YOUR GOAL: Only the lines with the string "TextureData" are needed; return each of them from the entries below.

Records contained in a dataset
<<<<
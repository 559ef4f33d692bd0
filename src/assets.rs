//! Character model loading.
//!
//! Import runs on a worker thread; the frame loop polls an [`AssetJoin`]
//! once per frame and picks the result up when it lands.

use std::path::{Path, PathBuf};
use std::sync::mpsc;
use std::thread;

use glam::Mat4;
use gltf::image::Format;

use crate::anim::AnimClip;
use crate::config::{CLIP_FPS, IDLE_FRAMES, SPAWN_POSITION, WALK_FRAMES};
use crate::error::AssetError;
use crate::mesh::{Mesh, SubMesh, TextureData, Vertex};
use crate::physics::BodyParams;

pub struct CharacterAsset {
    /// Geometry with node transforms baked in, before the actor's scale.
    pub mesh: Mesh,
    pub body: BodyParams,
    pub walk: Option<AnimClip>,
    pub idle: Option<AnimClip>,
}

pub fn load_character(path: &Path) -> Result<CharacterAsset, AssetError> {
    log::info!("Loading character model {}", path.display());
    let (document, buffers, images) = gltf::import(path).map_err(|source| AssetError::Import {
        path: path.to_path_buf(),
        source,
    })?;

    let textures = images.iter().map(|image| TextureData {
        width: image.width,
        height: image.height,
        rgba: convert_image_to_rgba(image),
    });
    let mut mesh = Mesh {
        submeshes: Vec::new(),
        textures: textures.collect(),
    };

    let roots: Vec<gltf::Node> = match document.default_scene().or_else(|| document.scenes().next()) {
        Some(scene) => scene.nodes().collect(),
        None => document.nodes().collect(),
    };
    for node in roots {
        collect_node(&node, Mat4::IDENTITY, &buffers, &mut mesh.submeshes);
    }
    if mesh.is_empty() {
        return Err(AssetError::NoMesh(path.to_path_buf()));
    }

    let duration = document
        .animations()
        .next()
        .map(|animation| animation_duration(&animation, &buffers));
    let (walk, idle) = clips_for_duration(duration);

    log::info!(
        "Loaded {}: {} submeshes, {} textures, {} triangles, animation {:?}s, walk clip {}, idle clip {}",
        path.display(),
        mesh.submeshes.len(),
        mesh.textures.len(),
        mesh.triangle_count(),
        duration,
        walk.is_some(),
        idle.is_some(),
    );

    Ok(CharacterAsset {
        mesh,
        body: BodyParams::new(SPAWN_POSITION),
        walk,
        idle,
    })
}

fn collect_node(
    node: &gltf::Node,
    parent: Mat4,
    buffers: &[gltf::buffer::Data],
    out: &mut Vec<SubMesh>,
) {
    let world = parent * Mat4::from_cols_array_2d(&node.transform().matrix());

    if let Some(mesh) = node.mesh() {
        for primitive in mesh.primitives() {
            let reader = primitive.reader(|buffer| Some(&buffers[buffer.index()]));

            let Some(positions) = reader.read_positions().map(|i| i.collect::<Vec<_>>()) else {
                continue;
            };
            if positions.is_empty() {
                continue;
            }

            let normals: Vec<[f32; 3]> = reader
                .read_normals()
                .map(|i| i.collect())
                .unwrap_or_else(|| vec![[0.0, 1.0, 0.0]; positions.len()]);

            let tex_coords: Vec<[f32; 2]> = reader
                .read_tex_coords(0)
                .map(|i| i.into_f32().collect())
                .unwrap_or_else(|| vec![[0.0, 0.0]; positions.len()]);

            let indices: Vec<u32> = reader
                .read_indices()
                .map(|i| i.into_u32().collect())
                .unwrap_or_else(|| (0..positions.len() as u32).collect());

            let vertices = positions
                .iter()
                .zip(&tex_coords)
                .zip(&normals)
                .map(|((pos, tex), norm)| Vertex {
                    position: *pos,
                    tex_coord: *tex,
                    normal: *norm,
                })
                .collect();

            let texture = primitive
                .material()
                .pbr_metallic_roughness()
                .base_color_texture()
                .map(|t| t.texture().source().index());

            let mut part = Mesh {
                submeshes: vec![SubMesh {
                    vertices,
                    indices,
                    texture,
                }],
                textures: Vec::new(),
            };
            part.transform(world);
            out.append(&mut part.submeshes);
        }
    }

    for child in node.children() {
        collect_node(&child, world, buffers, out);
    }
}

/// Length of an animation: the latest keyframe time across its channels.
fn animation_duration(animation: &gltf::Animation, buffers: &[gltf::buffer::Data]) -> f32 {
    animation
        .channels()
        .filter_map(|channel| {
            let reader = channel.reader(|b| buffers.get(b.index()).map(|data| data.0.as_slice()));
            reader.read_inputs().and_then(|times| times.last())
        })
        .fold(0.0, f32::max)
}

/// Cut the walk and idle sub-clips out of an animation `total` seconds long.
pub fn clips_for_duration(total: Option<f32>) -> (Option<AnimClip>, Option<AnimClip>) {
    let Some(total) = total else {
        return (None, None);
    };
    (
        sub_clip("walk", WALK_FRAMES, total),
        sub_clip("idle", IDLE_FRAMES, total),
    )
}

fn sub_clip(name: &str, frames: (u32, u32), total: f32) -> Option<AnimClip> {
    let mut clip = AnimClip::from_frames(name, frames, CLIP_FPS);
    if clip.start >= total || clip.duration <= 0.0 {
        log::warn!(
            "Clip {name} (frames {}..{}) lies outside the {total:.2}s animation",
            frames.0,
            frames.1
        );
        return None;
    }
    clip.duration = clip.duration.min(total - clip.start);
    Some(clip)
}

fn convert_image_to_rgba(image: &gltf::image::Data) -> Vec<u8> {
    match image.format {
        Format::R8G8B8A8 => image.pixels.clone(),
        Format::R8G8B8 => image
            .pixels
            .chunks(3)
            .flat_map(|c| [c[0], c[1], c[2], 255])
            .collect(),
        Format::R8 => image.pixels.iter().flat_map(|&g| [g, g, g, 255]).collect(),
        Format::R8G8 => image
            .pixels
            .chunks(2)
            .flat_map(|c| [c[0], c[0], c[0], c[1]])
            .collect(),
        _ => {
            log::warn!(
                "Unsupported image format {:?}, using placeholder",
                image.format
            );
            [255, 0, 255, 255].repeat((image.width * image.height) as usize)
        }
    }
}

type LoadResult = Result<CharacterAsset, AssetError>;

/// One-shot handle to a load running on another thread.
pub struct AssetJoin {
    rx: mpsc::Receiver<LoadResult>,
    done: bool,
}

impl AssetJoin {
    pub fn spawn(path: PathBuf) -> Self {
        Self::spawn_with(move || load_character(&path))
    }

    pub fn spawn_with(load: impl FnOnce() -> LoadResult + Send + 'static) -> Self {
        let (tx, rx) = mpsc::channel();
        let spawned = thread::Builder::new()
            .name("asset-loader".to_string())
            .spawn(move || {
                // The receiver may be gone if the app shut down first.
                let _ = tx.send(load());
            });
        if let Err(err) = spawned {
            // The closure, and with it the sender, was dropped: poll reports Disconnected.
            log::error!("Failed to spawn asset loader thread: {err}");
        }
        Self { rx, done: false }
    }

    /// Resolved handle, for callers that already hold the result.
    pub fn ready(result: LoadResult) -> Self {
        let (tx, rx) = mpsc::channel();
        let _ = tx.send(result);
        Self { rx, done: false }
    }

    /// `Some` exactly once, when the load finishes or the loader dies.
    pub fn poll(&mut self) -> Option<LoadResult> {
        if self.done {
            return None;
        }
        match self.rx.try_recv() {
            Ok(result) => {
                self.done = true;
                Some(result)
            }
            Err(mpsc::TryRecvError::Empty) => None,
            Err(mpsc::TryRecvError::Disconnected) => {
                self.done = true;
                Some(Err(AssetError::Disconnected))
            }
        }
    }

    pub fn is_done(&self) -> bool {
        self.done
    }
}

#[cfg(test)]
mod tests {
    use super::*;
    use std::time::Duration;

    fn wait(join: &mut AssetJoin) -> LoadResult {
        for _ in 0..500 {
            if let Some(result) = join.poll() {
                return result;
            }
            thread::sleep(Duration::from_millis(10));
        }
        panic!("loader never finished");
    }

    #[test]
    fn clips_are_cut_from_animation() {
        let (walk, idle) = clips_for_duration(Some(20.0));
        let walk = walk.expect("walk clip");
        let idle = idle.expect("idle clip");
        assert!((walk.start - 250.0 / 30.0).abs() < 1e-5);
        assert!((walk.duration - 65.0 / 30.0).abs() < 1e-5);
        assert!((idle.start - 0.5).abs() < 1e-5);
        assert!((idle.duration - 100.0 / 30.0).abs() < 1e-5);
    }

    #[test]
    fn short_animation_drops_or_trims_clips() {
        let (walk, idle) = clips_for_duration(Some(3.0));
        assert!(walk.is_none());
        let idle = idle.expect("idle clip");
        assert!((idle.duration - 2.5).abs() < 1e-5);

        assert_eq!(clips_for_duration(None), (None, None));
    }

    #[test]
    fn missing_file_reports_import_error() {
        let mut join = AssetJoin::spawn(PathBuf::from("does/not/exist.gltf"));
        assert!(matches!(wait(&mut join), Err(AssetError::Import { .. })));
        assert!(join.is_done());
        assert!(join.poll().is_none());
    }

    #[test]
    fn dead_loader_reports_disconnected() {
        let mut join = AssetJoin::spawn_with(|| panic!("loader crashed"));
        assert!(matches!(wait(&mut join), Err(AssetError::Disconnected)));
        assert!(join.poll().is_none());
    }

    #[test]
    fn ready_join_resolves_on_first_poll() {
        let mut join = AssetJoin::ready(Err(AssetError::Disconnected));
        assert!(join.poll().is_some());
        assert!(join.poll().is_none());
    }
}
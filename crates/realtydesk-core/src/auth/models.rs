use serde::{Deserialize, Serialize};

/// The signed-in user, as persisted under the `user` storage key.
///
/// Only `id` is required; a payload without one is not a user.
#[derive(Debug, Clone, PartialEq, Eq, Default, Serialize, Deserialize)]
#[cfg_attr(feature = "ts", derive(ts_rs::TS), ts(export))]
#[serde(rename_all = "camelCase")]
pub struct UserProfile {
    pub id: String,
    #[serde(default)]
    pub email: String,
    #[serde(default)]
    pub full_name: String,
    #[serde(default)]
    pub first_name: String,
    #[serde(default)]
    pub last_name: String,
    #[serde(default)]
    pub role: i64,
    #[serde(default)]
    pub organization_id: Option<String>,
    #[serde(default)]
    pub is_active: bool,
}

impl UserProfile {
    /// Best available display name
    pub fn display_name(&self) -> String {
        if !self.full_name.trim().is_empty() {
            self.full_name.trim().to_string()
        } else {
            let joined = format!("{} {}", self.first_name, self.last_name);
            let joined = joined.trim();
            if joined.is_empty() {
                self.email.clone()
            } else {
                joined.to_string()
            }
        }
    }
}

/// Split a full name at the first run of whitespace.
///
/// `"Ana María Gómez"` becomes `("Ana", "María Gómez")`; a single word gets an
/// empty last name.
pub fn split_full_name(full_name: &str) -> (String, String) {
    let trimmed = full_name.trim();
    match trimmed.split_once(char::is_whitespace) {
        Some((first, rest)) => (first.to_string(), rest.trim_start().to_string()),
        None => (trimmed.to_string(), String::new()),
    }
}

#[derive(Clone, Serialize)]
pub struct Credentials {
    pub email: String,
    pub password: String,
}

impl Credentials {
    pub fn new(email: impl Into<String>, password: impl Into<String>) -> Self {
        Self {
            email: email.into(),
            password: password.into(),
        }
    }
}

impl std::fmt::Debug for Credentials {
    fn fmt(&self, f: &mut std::fmt::Formatter<'_>) -> std::fmt::Result {
        f.debug_struct("Credentials")
            .field("email", &self.email)
            .field("password", &"<redacted>")
            .finish()
    }
}

#[derive(Clone, Serialize)]
#[serde(rename_all = "camelCase")]
pub struct RegisterRequest {
    pub email: String,
    pub password: String,
    pub first_name: String,
    pub last_name: String,
    #[serde(skip_serializing_if = "Option::is_none")]
    pub organization_id: Option<String>,
}

impl std::fmt::Debug for RegisterRequest {
    fn fmt(&self, f: &mut std::fmt::Formatter<'_>) -> std::fmt::Result {
        f.debug_struct("RegisterRequest")
            .field("email", &self.email)
            .field("password", &"<redacted>")
            .field("first_name", &self.first_name)
            .field("last_name", &self.last_name)
            .field("organization_id", &self.organization_id)
            .finish()
    }
}

/// The credential bundle: both tokens plus the user they belong to.
#[derive(Clone, PartialEq, Eq, Serialize, Deserialize)]
#[serde(rename_all = "camelCase")]
pub struct AuthResponse {
    pub access_token: String,
    pub refresh_token: String,
    #[serde(default)]
    pub user: Option<UserProfile>,
}

impl std::fmt::Debug for AuthResponse {
    fn fmt(&self, f: &mut std::fmt::Formatter<'_>) -> std::fmt::Result {
        f.debug_struct("AuthResponse")
            .field("access_token", &"<redacted>")
            .field("refresh_token", &"<redacted>")
            .field("user", &self.user)
            .finish()
    }
}

/// Flat payload returned by the login and refresh endpoints.
#[derive(Debug, Clone, Deserialize)]
#[serde(rename_all = "camelCase")]
pub(crate) struct LoginResponse {
    pub user_id: String,
    #[serde(default)]
    pub email: String,
    #[serde(default)]
    pub full_name: String,
    #[serde(default)]
    pub role: i64,
    #[serde(default)]
    pub organization_id: Option<String>,
    pub access_token: String,
    pub refresh_token: String,
}

impl LoginResponse {
    /// Build the bundle, synthesizing first/last name from the full name.
    pub fn into_auth_response(self) -> AuthResponse {
        let (first_name, last_name) = split_full_name(&self.full_name);
        let user = UserProfile {
            id: self.user_id,
            email: self.email,
            full_name: self.full_name,
            first_name,
            last_name,
            role: self.role,
            organization_id: self.organization_id,
            is_active: true,
        };
        AuthResponse {
            access_token: self.access_token,
            refresh_token: self.refresh_token,
            user: Some(user),
        }
    }
}

/// Parse a refresh-token response.
///
/// The endpoint answers with the flat login shape; some deployments return
/// the nested `{accessToken, refreshToken, user}` bundle instead. Both are
/// accepted.
pub(crate) fn parse_token_response(value: serde_json::Value) -> Result<AuthResponse, serde_json::Error> {
    if value.get("userId").is_some() {
        let flat: LoginResponse = serde_json::from_value(value)?;
        Ok(flat.into_auth_response())
    } else {
        serde_json::from_value(value)
    }
}

#[cfg(test)]
mod tests {
    use super::*;
    use serde_json::json;

    #[test]
    fn test_split_full_name() {
        assert_eq!(split_full_name("Ana Gómez"), ("Ana".to_string(), "Gómez".to_string()));
        assert_eq!(
            split_full_name("Ana María  Gómez"),
            ("Ana".to_string(), "María  Gómez".to_string())
        );
        assert_eq!(split_full_name("Cher"), ("Cher".to_string(), String::new()));
        assert_eq!(split_full_name("Ana \t Gómez"), ("Ana".to_string(), "Gómez".to_string()));
        assert_eq!(split_full_name(""), (String::new(), String::new()));
    }

    #[test]
    fn test_login_response_synthesizes_profile() {
        let response: LoginResponse = serde_json::from_value(json!({
            "userId": "u1",
            "email": "a@b.com",
            "fullName": "Ana Gómez",
            "role": 2,
            "organizationId": "org1",
            "accessToken": "tok1",
            "refreshToken": "ref1"
        }))
        .unwrap();

        let bundle = response.into_auth_response();
        assert_eq!(bundle.access_token, "tok1");
        assert_eq!(bundle.refresh_token, "ref1");
        let user = bundle.user.unwrap();
        assert_eq!(user.id, "u1");
        assert_eq!(user.first_name, "Ana");
        assert_eq!(user.last_name, "Gómez");
        assert_eq!(user.role, 2);
        assert_eq!(user.organization_id.as_deref(), Some("org1"));
        assert!(user.is_active);
    }

    #[test]
    fn test_user_profile_json_is_camel_case() {
        let user = UserProfile {
            id: "u1".to_string(),
            full_name: "Ana Gómez".to_string(),
            ..Default::default()
        };
        let value = serde_json::to_value(&user).unwrap();
        assert_eq!(value["fullName"], "Ana Gómez");
        assert!(value.get("organizationId").is_some());
        assert!(value.get("full_name").is_none());
    }

    #[test]
    fn test_parse_token_response_both_shapes() {
        let flat = parse_token_response(json!({
            "userId": "u1", "fullName": "Ana Gómez", "accessToken": "a", "refreshToken": "r"
        }))
        .unwrap();
        assert_eq!(flat.user.unwrap().last_name, "Gómez");

        let nested = parse_token_response(json!({
            "accessToken": "tok2", "refreshToken": "ref2", "user": {"id": "u1", "email": "a@b.com"}
        }))
        .unwrap();
        assert_eq!(nested.access_token, "tok2");
        assert_eq!(nested.user.unwrap().email, "a@b.com");

        let bare = parse_token_response(json!({"accessToken": "t", "refreshToken": "r"})).unwrap();
        assert!(bare.user.is_none());

        assert!(parse_token_response(json!({"token": "t"})).is_err());
    }

    #[test]
    fn test_user_profile_requires_id() {
        assert!(serde_json::from_str::<UserProfile>("{}").is_err());
        assert!(serde_json::from_value::<UserProfile>(json!({"email": "a@b.com"})).is_err());

        let user: UserProfile = serde_json::from_value(json!({"id": "u1"})).unwrap();
        assert_eq!(user.id, "u1");
        assert!(!user.is_active);
    }

    #[test]
    fn test_secrets_not_in_debug_output() {
        let creds = Credentials::new("a@b.com", "secret1");
        assert!(!format!("{:?}", creds).contains("secret1"));

        let bundle = AuthResponse {
            access_token: "tok1".to_string(),
            refresh_token: "ref1".to_string(),
            user: None,
        };
        let debug = format!("{:?}", bundle);
        assert!(!debug.contains("tok1"));
        assert!(!debug.contains("ref1"));
    }

    #[test]
    fn test_display_name_fallbacks() {
        let mut user = UserProfile {
            email: "a@b.com".to_string(),
            ..Default::default()
        };
        assert_eq!(user.display_name(), "a@b.com");
        user.first_name = "Ana".to_string();
        assert_eq!(user.display_name(), "Ana");
        user.full_name = "Ana Gómez".to_string();
        assert_eq!(user.display_name(), "Ana Gómez");
    }
}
>>>>
SOLUTION TO THIS EXERCISE:
use crate::mesh::{Mesh, SubMesh, TextureData, Vertex};
    let textures = images.iter().map(|image| TextureData {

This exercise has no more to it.